Bedazzlement - Just because a tee shirt has fake gems at the neckline does not mean it's fun or cool. In all honesty, most embellishment (embroidery, jewels, grommets, patches, accent fabrics, ribbons) makes the garment look cheap, not more stylish. Again, find your style with actual accessories to have versatility, style and polish.
Logos - A woman of style NEVER advertises what brand she is wearing. Style comes from the garment itself, NOT the designer.

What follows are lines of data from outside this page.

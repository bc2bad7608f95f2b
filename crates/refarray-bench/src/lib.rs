//! Benchmark inputs for the refarray container.
//!
//! - [`scrambled_values`]: deterministic pseudo-random keys via seed
//! - [`filled_array`]: an array of references to a caller-owned slice

#![forbid(unsafe_code)]
#![deny(rustdoc::broken_intra_doc_links)]

use refarray::{ArrayError, DynArray};

/// Generate `n` pseudo-random keys from `seed`.
///
/// Same seed, same keys.
pub fn scrambled_values(n: usize, seed: u64) -> Vec<u64> {
    (0..n as u64)
        .map(|i| {
            seed.wrapping_mul(6364136223846793005)
                .wrapping_add(i.wrapping_mul(1442695040888963407))
                .rotate_left(17)
        })
        .collect()
}

/// Build an array holding a reference to each of `values`, in order.
pub fn filled_array(values: &[u64]) -> Result<DynArray<&u64>, ArrayError> {
    let mut array = DynArray::create()?;
    for v in values {
        array.push(v)?;
    }
    Ok(array)
}
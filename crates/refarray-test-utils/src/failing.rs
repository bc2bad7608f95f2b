use std::alloc::Layout;
use std::cell::Cell;
use std::ptr::NonNull;

use refarray::{Backend, System};

/// Backend that forwards to [`System`] until told to fail.
///
/// Faults are deterministic: [`fail_after(n)`](FailingBackend::fail_after)
/// lets exactly `n` more allocate/reallocate requests through, then
/// refuses every one until [`enable`](FailingBackend::enable).
/// Live blocks are counted so tests can assert that nothing leaked.
#[derive(Debug, Default)]
pub struct FailingBackend {
    /// `None` means unlimited.
    remaining: Cell<Option<usize>>,
    fail_next_reallocate: Cell<bool>,
    live_blocks: Cell<usize>,
    refused: Cell<usize>,
}

impl FailingBackend {
    pub fn new() -> Self {
        Self::default()
    }

    /// Refuse every request from now on.
    pub fn disable(&self) {
        self.remaining.set(Some(0));
    }

    /// Stop injecting faults.
    pub fn enable(&self) {
        self.remaining.set(None);
        self.fail_next_reallocate.set(false);
    }

    /// Let `n` more requests through, then refuse.
    pub fn fail_after(&self, n: usize) {
        self.remaining.set(Some(n));
    }

    /// Refuse only the next `reallocate`; allocations are unaffected.
    pub fn fail_next_reallocate(&self) {
        self.fail_next_reallocate.set(true);
    }

    /// Blocks handed out and not yet released.
    pub fn live_blocks(&self) -> usize {
        self.live_blocks.get()
    }

    /// Requests refused so far.
    pub fn refused(&self) -> usize {
        self.refused.get()
    }

    fn admit(&self) -> bool {
        match self.remaining.get() {
            None => true,
            Some(0) => {
                self.refused.set(self.refused.get() + 1);
                false
            }
            Some(n) => {
                self.remaining.set(Some(n - 1));
                true
            }
        }
    }
}

impl Backend for FailingBackend {
    fn allocate(&self, layout: Layout) -> Option<NonNull<u8>> {
        if !self.admit() {
            return None;
        }
        let ptr = System.allocate(layout)?;
        self.live_blocks.set(self.live_blocks.get() + 1);
        Some(ptr)
    }

    unsafe fn reallocate(
        &self,
        ptr: NonNull<u8>,
        old_layout: Layout,
        new_size: usize,
    ) -> Option<NonNull<u8>> {
        if self.fail_next_reallocate.replace(false) {
            self.refused.set(self.refused.get() + 1);
            return None;
        }
        if !self.admit() {
            return None;
        }
        // SAFETY: every block this backend hands out comes from `System`;
        // the caller's guarantees are passed through unchanged.
        unsafe { System.reallocate(ptr, old_layout, new_size) }
    }

    unsafe fn deallocate(&self, ptr: NonNull<u8>, layout: Layout) {
        self.live_blocks.set(self.live_blocks.get() - 1);
        // SAFETY: as in `reallocate`.
        unsafe { System.deallocate(ptr, layout) }
    }
}
//! Slot buffer obtained from a [`Backend`].
//!
//! This is the only module that touches raw memory. Every slot in
//! `[0, capacity)` is initialised at all times (unused slots hold `None`),
//! so the rest of the crate works on plain slices. Each `unsafe` block
//! carries a `// SAFETY:` comment.

#![allow(unsafe_code)]

use std::alloc::Layout;
use std::mem;
use std::ptr::NonNull;
use std::slice;

use crate::backend::Backend;
use crate::error::ArrayError;

/// Owned, contiguous buffer of `capacity` slots.
pub(crate) struct RawBuf<T: Copy, A: Backend> {
    ptr: NonNull<Option<T>>,
    capacity: usize,
    backend: A,
}

impl<T: Copy, A: Backend> RawBuf<T, A> {
    /// Allocate `capacity` slots from `backend`, all set to `None`.
    pub(crate) fn with_capacity_in(capacity: usize, backend: A) -> Result<Self, ArrayError> {
        let layout = slot_layout::<T>(capacity)?;
        let ptr = if layout.size() == 0 {
            NonNull::dangling()
        } else {
            backend
                .allocate(layout)
                .ok_or(ArrayError::AllocationFailure {
                    requested: layout.size(),
                })?
                .cast()
        };
        let mut buf = Self {
            ptr,
            capacity: 0,
            backend,
        };
        buf.clear_tail(capacity);
        Ok(buf)
    }

    /// Resize to `new_capacity` slots, keeping every existing slot at its
    /// index and setting the new ones to `None`.
    ///
    /// On error nothing has changed: same pointer, same capacity, same
    /// contents.
    pub(crate) fn grow_to(&mut self, new_capacity: usize) -> Result<(), ArrayError> {
        debug_assert!(new_capacity >= self.capacity);
        let old_layout = slot_layout::<T>(self.capacity)?;
        let new_layout = slot_layout::<T>(new_capacity)?;
        if new_layout.size() != 0 {
            let new_ptr = if old_layout.size() == 0 {
                self.backend.allocate(new_layout)
            } else {
                // SAFETY: `self.ptr` was handed out by `self.backend` for
                // `old_layout` and is still live. `new_layout` was built by
                // `Layout::array`, so its size is non-zero here and fits
                // `isize::MAX` at this alignment.
                unsafe {
                    self.backend
                        .reallocate(self.ptr.cast(), old_layout, new_layout.size())
                }
            };
            self.ptr = new_ptr
                .ok_or(ArrayError::AllocationFailure {
                    requested: new_layout.size(),
                })?
                .cast();
        }
        self.clear_tail(new_capacity);
        Ok(())
    }

    /// Write `None` into `[self.capacity, capacity)` and adopt `capacity`.
    fn clear_tail(&mut self, capacity: usize) {
        for index in self.capacity..capacity {
            // SAFETY: the block holds `capacity` slots, so `index` is in
            // bounds. `Option<T>` is `Copy`, so overwriting without reading
            // the old bytes drops nothing.
            unsafe { self.ptr.as_ptr().add(index).write(None) };
        }
        self.capacity = capacity;
    }

    pub(crate) fn capacity(&self) -> usize {
        self.capacity
    }

    /// All `capacity` slots.
    pub(crate) fn slots(&self) -> &[Option<T>] {
        // SAFETY: `ptr` is valid for `capacity` initialised slots and is
        // exclusively owned by `self`.
        unsafe { slice::from_raw_parts(self.ptr.as_ptr(), self.capacity) }
    }

    /// All `capacity` slots, mutably.
    pub(crate) fn slots_mut(&mut self) -> &mut [Option<T>] {
        // SAFETY: as in `slots`, and `&mut self` guarantees uniqueness.
        unsafe { slice::from_raw_parts_mut(self.ptr.as_ptr(), self.capacity) }
    }

    pub(crate) fn backend(&self) -> &A {
        &self.backend
    }

    /// Bytes currently held from the backend.
    pub(crate) fn memory_bytes(&self) -> usize {
        self.capacity * mem::size_of::<Option<T>>()
    }
}

impl<T: Copy, A: Backend> Drop for RawBuf<T, A> {
    fn drop(&mut self) {
        // The layout was valid when the buffer reached this capacity.
        if let Ok(layout) = slot_layout::<T>(self.capacity) {
            if layout.size() != 0 {
                // SAFETY: `self.ptr` was handed out by `self.backend` for
                // exactly this layout and is released only here.
                unsafe { self.backend.deallocate(self.ptr.cast(), layout) };
            }
        }
    }
}

/// Layout of `capacity` slots, or `AllocationFailure` if it cannot exist.
fn slot_layout<T>(capacity: usize) -> Result<Layout, ArrayError> {
    Layout::array::<Option<T>>(capacity).map_err(|_| ArrayError::AllocationFailure {
        requested: capacity.saturating_mul(mem::size_of::<Option<T>>()),
    })
}
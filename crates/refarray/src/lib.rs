//! Growable, ordered array of caller-owned references.
//!
//! [`DynArray`] stores references (or any `Copy` handle) in insertion
//! order, supports shifting insertion and removal at any index, indexed
//! access, and comparator-based sorting. It never dereferences, copies
//! through, or frees what it stores.
//!
//! # Architecture
//!
//! ```text
//! DynArray<T, A> (length, config, all bounds checks)
//! └── RawBuf<T, A> (capacity slots of Option<T>, grow-or-rollback)
//!     └── A: Backend (allocate / reallocate / deallocate)
//! ```
//!
//! # Failure model
//!
//! Out-of-range indices are rejected with
//! [`ArrayError::IndexOutOfBounds`] (or `None` for removals and reads).
//! A backend that cannot supply memory yields
//! [`ArrayError::AllocationFailure`]. In every failure case the array is
//! left exactly as it was; growth is rolled back rather than partially
//! applied.
//!
//! # Safety
//!
//! `unsafe` is confined to `raw.rs` and the [`Backend`] seam, each block
//! with a `// SAFETY:` comment.
//!
//! ```rust
//! use refarray::DynArray;
//!
//! let values = [8, 3, 25];
//! let mut array = DynArray::<&i32>::create().unwrap();
//! for v in &values {
//!     array.push(v).unwrap();
//! }
//! array.sort_by(|a, b| a.cmp(b));
//! assert_eq!(array.get(0), Some(&3));
//! assert_eq!(array.last(), Some(&25));
//! ```

#![deny(missing_docs)]
#![deny(rustdoc::broken_intra_doc_links)]
#![deny(unsafe_code)]

pub mod array;
pub mod backend;
pub mod config;
pub mod error;
mod raw;

// Public re-exports for the primary API surface.
pub use array::DynArray;
pub use backend::{Backend, System};
pub use config::ArrayConfig;
pub use error::ArrayError;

Anything that Sheds, Pills, Fades or Creases - This means most khakis, cotton button-downs, angora blends, low percentage of cashmere blends, some silk blends, and cheap knits. If the black jersey already has a slight tint of gray or green, you can be sure that it will head further int hat direction after a few washes. Knits with at least 5% of lycra or a synthetic are less likely to shrink thank 100% cotton.
Be honest with yourself. If you don't have time to blow dry your hair after a shower, will you have time to properly iron that oxford shirt? If the answer is no, then don't buy it in the first place. It won't smooth out from wearing or if you pull it down and press it between you and the car seat. Stay with knits and synthetics if your lifestyle doesn't give you the time for ironing.
Polo Shirts - Unless you have a very slight frame or a slightly athletic build, these shirts are NOT flattering on women. Yes, they make feminine cut ones, but they still are not as flattering as a basic knit. The collar shortens the neck, the sleeve rounds shoulders and draws attention to larger arms, the neckline makes a large bust look matronly and a small bust look more obvious. The cut is usually too boxy or too tight at the belly, and the length is more often than not at the worst part of a woman's body (somewhere around the middle of her bum or right at the love handles). Want to get away from the tee with a creative knit? Try a wrap style, one with puffed sleeves and a scoop neck, one with lantern sleeves or a notched neck.
Cropped Cargo Chinos - These do not flatter a woman's frame in any way; the shortened length makes calves look bigger and legs look longer. The extra pockets add bulk (and usually end up wrinkled after the first wash). Want the cargo pockets for day tripping at the park or in the woods? Go with a jacket or a full-length pant or even a small backpack or sling. Want the cropped look? Consider a heavy jersey, a ponte fabric or a synthetic in the same fabric as a jacket or cardigan for something just as comfortable but far more flattering.